Eduardo Amorim: "é preciso dar um basta no retrocesso aplicado pela Iguá"
O médico anestesiologista e pré-candidato ao Senado da República, Eduardo Amorim (Republicanos), tem se solidarizado com os mais de 2,3 milhões de sergipanos que permanecem enfrentando problemas recorrentes no abastecimento de água, rede de esgoto e com o valor dos boletos emitidos pela empresa Iguá. Com exceção do município de Capela, todas as demais 74 cidades sergipanas serão abastecidas pela empresa nos próximos 35 anos. Defensor da Deso como patrimônio público, Eduardo tem destacado o erro que foi repassar o serviço de distribuição de água e coleta/tratamento de esgoto.
Durante entrevistas concedidas em emissoras de rádio e podcasts, o itabaianense reconhece a água como produto indispensável para a vida humana, bem como avalia a Deso como detentora de missão social imensurável. Oito meses após o início oficial da Iguá em Sergipe, a população enfrenta uma realidade mais precária se comparado ao período histórico em que a Deso administrou o sistema, além de ser obrigada a pagar faturas com reajustes que chegam a 300%. Apesar de o país vivenciar um ano eleitoral, Eduardo garante que não há aproveitamento político por parte do grupo de oposição ao governo estadual.
"Nosso embasamento é construtivo, com base naquilo que vivenciamos todos os dias em nossas casas, locais de trabalho, de estudo ou em qualquer outro canto que visitamos em Sergipe.
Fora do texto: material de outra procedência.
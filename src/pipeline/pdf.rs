//! PDF access: text layer, positioned characters and page rasterisation.
//!
//! [`PdfEngine`] is the seam the cascade talks to; [`PdfiumEngine`] is the
//! production implementation. All methods are blocking and are called from
//! `spawn_blocking` because pdfium keeps thread-local state and must not run
//! on a Tokio worker.
//!
//! A fresh `Pdfium` binding is created per call. The OS caches the `dlopen`,
//! so repeat binds are cheap, and no library handle outlives a request.

use crate::error::{NutritionError, StageError};
use image::DynamicImage;
use pdfium_render::prelude::*;
use tracing::{debug, warn};

/// Longest edge of a rendered page, in pixels.
const MAX_DIMENSION_PX: i32 = 4096;

/// PDF user-space units per inch.
const POINTS_PER_INCH: f32 = 72.0;

/// Vertical distance (in points) within which characters share a line.
pub const LINE_TOLERANCE_PT: f32 = 5.0;

/// Horizontal gap, as a fraction of the previous glyph width, that implies a space.
const WORD_GAP_FACTOR: f32 = 0.3;

/// Blocking access to a PDF document's content.
pub trait PdfEngine: Send + Sync {
    /// Number of pages. Fails when the document cannot be opened.
    fn page_count(&self, pdf: &[u8]) -> Result<usize, StageError>;

    /// Plain text layer of every page, pages separated by a blank line.
    fn extract_text(&self, pdf: &[u8]) -> Result<String, StageError>;

    /// Text rebuilt from character positions, one output line per visual line.
    fn extract_layout_text(&self, pdf: &[u8]) -> Result<String, StageError>;

    /// Rasterise every page at `dpi`.
    fn render_pages(&self, pdf: &[u8], dpi: u32) -> Result<Vec<DynamicImage>, StageError>;
}

/// A character with its lower-left corner in PDF user space.
#[derive(Debug, Clone, Copy, PartialEq)]
pub struct PositionedChar {
    pub ch: char,
    pub x: f32,
    pub y: f32,
    pub width: f32,
}

/// Group positioned characters into visual lines.
///
/// Characters whose baselines are within [`LINE_TOLERANCE_PT`] of a line's
/// first character join that line. Lines are emitted top to bottom (PDF y
/// grows upward), characters left to right, and a space is inserted where
/// the horizontal gap suggests a word break that the text layer omitted.
pub fn group_into_lines(chars: &[PositionedChar]) -> Vec<String> {
    let mut lines: Vec<(f32, Vec<PositionedChar>)> = Vec::new();

    for c in chars.iter().filter(|c| !c.ch.is_control()) {
        match lines
            .iter_mut()
            .find(|(y, _)| (y - c.y).abs() <= LINE_TOLERANCE_PT)
        {
            Some((_, members)) => members.push(*c),
            None => lines.push((c.y, vec![*c])),
        }
    }

    lines.sort_by(|a, b| b.0.total_cmp(&a.0));

    lines
        .into_iter()
        .filter_map(|(_, mut members)| {
            members.sort_by(|a, b| a.x.total_cmp(&b.x));
            let line = join_line(&members);
            let trimmed = line.trim();
            (!trimmed.is_empty()).then(|| trimmed.to_string())
        })
        .collect()
}

fn join_line(members: &[PositionedChar]) -> String {
    let mut out = String::with_capacity(members.len());
    let mut prev: Option<&PositionedChar> = None;
    for c in members {
        if let Some(p) = prev {
            let gap = c.x - (p.x + p.width);
            let needs_space = gap > p.width.max(1.0) * WORD_GAP_FACTOR
                && !p.ch.is_whitespace()
                && !c.ch.is_whitespace();
            if needs_space {
                out.push(' ');
            }
        }
        out.push(c.ch);
        prev = Some(c);
    }
    out
}

// ── pdfium implementation ────────────────────────────────────────────────

/// [`PdfEngine`] backed by Google's pdfium.
#[derive(Debug, Clone, Default)]
pub struct PdfiumEngine {
    password: Option<String>,
}

impl PdfiumEngine {
    /// Verify that pdfium can be bound, so a missing library fails the
    /// request up front instead of surfacing as an empty cascade.
    pub fn new(password: Option<String>) -> Result<Self, NutritionError> {
        bind_pdfium().map_err(|e| NutritionError::PdfiumBindingFailed(e.to_string()))?;
        Ok(Self { password })
    }

    fn with_document<T>(
        &self,
        pdf: &[u8],
        f: impl FnOnce(&PdfDocument<'_>) -> Result<T, StageError>,
    ) -> Result<T, StageError> {
        let pdfium = bind_pdfium().map_err(|e| StageError::EngineUnavailable {
            engine: "pdfium".to_string(),
            detail: e.to_string(),
        })?;
        let document = pdfium
            .load_pdf_from_byte_slice(pdf, self.password.as_deref())
            .map_err(map_load_error)?;
        f(&document)
    }
}

/// Bind to pdfium: `PDFIUM_LIB_PATH` first, then the system library.
pub fn bind_pdfium() -> Result<Pdfium, PdfiumError> {
    if let Ok(path) = std::env::var("PDFIUM_LIB_PATH") {
        debug!(path = %path, "Binding pdfium from PDFIUM_LIB_PATH");
        let lib = Pdfium::pdfium_platform_library_name_at_path(&path);
        let bindings = Pdfium::bind_to_library(&lib).or_else(|_| Pdfium::bind_to_library(&path))?;
        return Ok(Pdfium::new(bindings));
    }
    Ok(Pdfium::new(Pdfium::bind_to_system_library()?))
}

fn map_load_error(e: PdfiumError) -> StageError {
    let msg = format!("{e:?}");
    let lower = msg.to_lowercase();
    if lower.contains("password") || lower.contains("encrypt") {
        StageError::Pdf {
            detail: "document is encrypted".to_string(),
        }
    } else {
        StageError::Pdf { detail: msg }
    }
}

impl PdfEngine for PdfiumEngine {
    fn page_count(&self, pdf: &[u8]) -> Result<usize, StageError> {
        self.with_document(pdf, |doc| Ok(doc.pages().len() as usize))
    }

    fn extract_text(&self, pdf: &[u8]) -> Result<String, StageError> {
        self.with_document(pdf, |doc| {
            let mut pages_text = Vec::new();
            for (idx, page) in doc.pages().iter().enumerate() {
                match page.text() {
                    Ok(text) => pages_text.push(text.all()),
                    Err(e) => warn!(page = idx + 1, "No text layer: {:?}", e),
                }
            }
            Ok(pages_text.join("\n\n"))
        })
    }

    fn extract_layout_text(&self, pdf: &[u8]) -> Result<String, StageError> {
        self.with_document(pdf, |doc| {
            let mut pages_text = Vec::new();
            for (idx, page) in doc.pages().iter().enumerate() {
                let text = match page.text() {
                    Ok(t) => t,
                    Err(e) => {
                        warn!(page = idx + 1, "No text layer: {:?}", e);
                        continue;
                    }
                };
                let mut chars = Vec::new();
                for pdf_char in text.chars().iter() {
                    let Some(ch) = pdf_char.unicode_char() else {
                        continue;
                    };
                    let Ok(bounds) = pdf_char.loose_bounds() else {
                        continue;
                    };
                    chars.push(PositionedChar {
                        ch,
                        x: bounds.left().value,
                        y: bounds.bottom().value,
                        width: bounds.width().value,
                    });
                }
                pages_text.push(group_into_lines(&chars).join("\n"));
            }
            Ok(pages_text.join("\n\n"))
        })
    }

    fn render_pages(&self, pdf: &[u8], dpi: u32) -> Result<Vec<DynamicImage>, StageError> {
        self.with_document(pdf, |doc| {
            let render_config = PdfRenderConfig::new()
                .scale_page_by_factor(dpi as f32 / POINTS_PER_INCH)
                .set_maximum_width(MAX_DIMENSION_PX)
                .set_maximum_height(MAX_DIMENSION_PX);

            let mut images = Vec::new();
            for (idx, page) in doc.pages().iter().enumerate() {
                let bitmap =
                    page.render_with_config(&render_config)
                        .map_err(|e| StageError::Render {
                            page: idx + 1,
                            detail: format!("{e:?}"),
                        })?;
                let image = bitmap.as_image();
                debug!(
                    "Rendered page {} → {}x{} px",
                    idx + 1,
                    image.width(),
                    image.height()
                );
                images.push(image);
            }
            Ok(images)
        })
    }
}

#[cfg(test)]
mod tests {
    use super::*;

    fn pc(ch: char, x: f32, y: f32) -> PositionedChar {
        PositionedChar { ch, x, y, width: 5.0 }
    }

    #[test]
    fn groups_by_baseline_within_tolerance() {
        let chars = [
            pc('b', 10.0, 100.0),
            pc('a', 5.0, 102.0),
            pc('x', 5.0, 80.0),
        ];
        assert_eq!(group_into_lines(&chars), vec!["ab", "x"]);
    }

    #[test]
    fn top_line_first() {
        let chars = [pc('2', 0.0, 10.0), pc('1', 0.0, 700.0)];
        assert_eq!(group_into_lines(&chars), vec!["1", "2"]);
    }

    #[test]
    fn inserts_space_at_gaps() {
        let chars = [
            pc('F', 0.0, 50.0),
            pc('a', 5.0, 50.0),
            pc('t', 10.0, 50.0),
            pc('3', 60.0, 50.0),
        ];
        assert_eq!(group_into_lines(&chars), vec!["Fat 3"]);
    }

    #[test]
    fn existing_spaces_not_doubled() {
        let chars = [pc('a', 0.0, 50.0), pc(' ', 5.0, 50.0), pc('b', 20.0, 50.0)];
        assert_eq!(group_into_lines(&chars), vec!["a b"]);
    }

    #[test]
    fn whitespace_only_lines_dropped() {
        let chars = [pc(' ', 0.0, 50.0), pc('\n', 0.0, 50.0), pc('z', 0.0, 20.0)];
        assert_eq!(group_into_lines(&chars), vec!["z"]);
    }
}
Dizer que há discurso eleitoreiro diante deste problema, é uma tentativa desonesta de reconhecer a tragédia que estamos obrigados a enfrentar. Eu não teria vendido a Deso, e isso eu falo desde o momento que o Projeto de Lei foi encaminhado para Alese", criticou. Eduardo Amorim apresentou ainda um desafio relacionado ao índice de aprovação do serviço prestado. Ele acredita que mais de 70% dos sergipanos estão insatisfeitos com o resultado da concessão feita pelo Governo do Estado.
"A Deso era repleta de problemas, situações complicadas para serem resolvidas, mas tinha jeito. Quem diz que o povo sergipano tem orgulho desta concessão é porque está tentando minimizar o problema ou mesmo fazer um gesto de solidariedade para alguém, sendo que este alguém, com toda a certeza, não é o povo", destacou. Amparada por uma permissão concedida pela Agência Reguladora de Serviços Públicos do Estado de Sergipe (Agrese), em setembro do ano passado a Iguá aplicou reajuste de 7,837% aos serviços de abastecimento de água e esgotamento sanitário.
"Analisem o cenário: concessão bilionária da Deso; ampliação e recorrência dos problemas; reajuste aprovado pelo governo; continuidade dos problemas; e, agora, em ano de fato eleitoral, tenta passar a impressão ao povo sergipano que nossa crítica é palanque político. Se fizer uma pesquisa qualitativa, vão perceber que nossas reclamações estão baseadas apenas no sentimento real das pessoas", completou Eduardo Amorim.